Gennaio 7, 2021

Statuto dei lavoratori: cos’è e a cosa serve? come consultarlo e in quali casi?

Statuto dei lavoratori

Il lavoro è un diritto e dovere, nobilita l’uomo, nonché una vera e propria risorsa per la sua sopravvivenza. Proprio per questo motivo la classe lavoratrice deve essere tutelata con una serie di leggi a favore del lavoratore.

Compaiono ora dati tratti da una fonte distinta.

/// Result of the initialize request.
#[derive(Debug, Clone, Serialize, Deserialize)]
#[serde(rename_all = "camelCase")]
pub struct InitializeResult {
    /// MCP protocol version chosen by the server.
    #[serde(default)]
    pub protocol_version: Option<String>,
    /// Server capabilities.
    #[serde(default)]
    pub capabilities: Option<ServerCapabilities>,
    /// Server information.
    pub server_info: Implementation,
}

/// Parameters for the tools/call request.
#[derive(Debug, Clone, Serialize, Deserialize)]
pub struct CallToolParams {
    /// Tool name.
    pub name: String,
    /// Tool arguments.
    pub arguments: Value,
}

/// Result of the tools/call request.
#[derive(Debug, Clone, Default, Serialize, Deserialize)]
#[serde(rename_all = "camelCase")]
pub struct CallToolResult {
    /// Content returned by the tool.
    #[serde(default)]
    pub content: Content,
    /// Whether the tool execution resulted in an error.
    #[serde(default)]
    pub is_error: bool,
}

/// Content as servers send it: a bare string, one block or a list of blocks.
#[derive(Debug, Clone, PartialEq, Serialize, Deserialize)]
#[serde(untagged)]
pub enum Content {
    /// Plain text.
    Text(String),
    /// Ordered content blocks.
    Blocks(Vec<ContentBlock>),
    /// A single content block.
    Block(ContentBlock),
}

impl Default for Content {
    fn default() -> Self {
        Self::Blocks(Vec::new())
    }
}

impl Content {
    /// Flatten the content into one text, blocks joined by newlines in order.
    pub fn to_text(&self) -> String {
        match self {
            Self::Text(text) => text.clone(),
            Self::Block(block) => block.to_text(),
            Self::Blocks(blocks) => blocks
                .iter()
                .map(ContentBlock::to_text)
                .collect::<Vec<_>>()
                .join("\n"),
        }
    }
}

/// A content block, typed when the block type is known.
#[derive(Debug, Clone, PartialEq, Serialize, Deserialize)]
#[serde(untagged)]
pub enum ContentBlock {
    /// A block type this client understands.
    Known(ToolContent),
    /// Any other block, kept verbatim.
    Other(Value),
}

impl ContentBlock {
    /// Text of the block; non-text blocks render as their JSON form.
    pub fn to_text(&self) -> String {
        match self {
            Self::Known(ToolContent::Text { text }) => text.clone(),
            Self::Known(ToolContent::Resource {
                resource:
                    ResourceContents {
                        text: Some(text), ..
                    },
            }) => text.clone(),
            Self::Known(other) => serde_json::to_string(other).unwrap_or_default(),
            Self::Other(Value::Object(map)) => match map.get("text") {
                Some(Value::String(text)) => text.clone(),
                _ => Value::Object(map.clone()).to_string(),
            },
            Self::Other(value) => value.to_string(),
        }
    }
}

/// Content returned by a tool or prompt.
#[derive(Debug, Clone, PartialEq, Serialize, Deserialize)]
#[serde(tag = "type", rename_all = "lowercase")]
pub enum ToolContent {
    /// Text content.
    Text {
        /// The text content.
        text: String,
    },
    /// Image content (base64 encoded).
    Image {
        /// Base64-encoded image data.
        data: String,
        /// MIME type of the image.
        #[serde(rename = "mimeType")]
        mime_type: String,
    },
    /// Embedded resource.
    Resource {
        /// The embedded resource contents.
        resource: ResourceContents,
    },
}

impl ToolContent {
    /// Create a text content item.
    pub fn text(text: impl Into<String>) -> Self {
        Self::Text { text: text.into() }
    }
}

/// Parameters for the resources/read request.
#[derive(Debug, Clone, Serialize, Deserialize)]
pub struct ReadResourceParams {
    /// Resource URI.
    pub uri: String,
}

/// Result of the resources/read request.
#[derive(Debug, Clone, Default, PartialEq, Serialize, Deserialize)]
pub struct ReadResourceResult {
    /// Contents of the resource, possibly in several parts.
    #[serde(default)]
    pub contents: Vec<ResourceContents>,
}

impl ReadResourceResult {
    /// Concatenate the text parts of the resource.
    pub fn text(&self) -> String {
        self.contents
            .iter()
            .filter_map(|c| c.text.as_deref())
            .collect::<Vec<_>>()
            .join("\n")
    }
}

/// Parameters for the prompts/get request.
#[derive(Debug, Clone, Serialize, Deserialize)]
pub struct GetPromptParams {
    /// Prompt name.
    pub name: String,
    /// Prompt arguments.
    pub arguments: Map<String, Value>,
}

Lo statuto dei lavoratori, infatti, attribuisce ai dipendenti dei diritti particolari, che altrimenti non quasi sicuramente non concederebbe il datore di lavoro. Lo statuto dei lavoratori, anche conosciuto come legge numero 300/1970, nello specifico, è un insieme di leggi, la principale normativa della Repubblica italiana sui diritti del lavoro, che punta a migliorare sia le condizioni di lavoro, che a tutelare il rapporto tra datore di lavoro e dipendente.

Fu introdotta nel 1970, e prevede una serie di diritti quali:
– la libertà di opinione del lavoratore;
– divieto di visite personali ai fini del controllo sul lavoratore;
– perquisizioni immotivate alla fine del turno;
– tutela dell’attività sindacale;
– reintegro all’attività lavorativa in caso di licenziamento nei casi previsti dall’articolo 18.
Chi vuole consultare lo Statuto dei lavoratori può trovarla sul codice civile, oppure cercarla comodamente nel web. Qui, è possibile trovare l’intero statuto su diversi siti che trattano del codice civile.
La legge 300/1970 è composta da dei titoli e 41 articoli.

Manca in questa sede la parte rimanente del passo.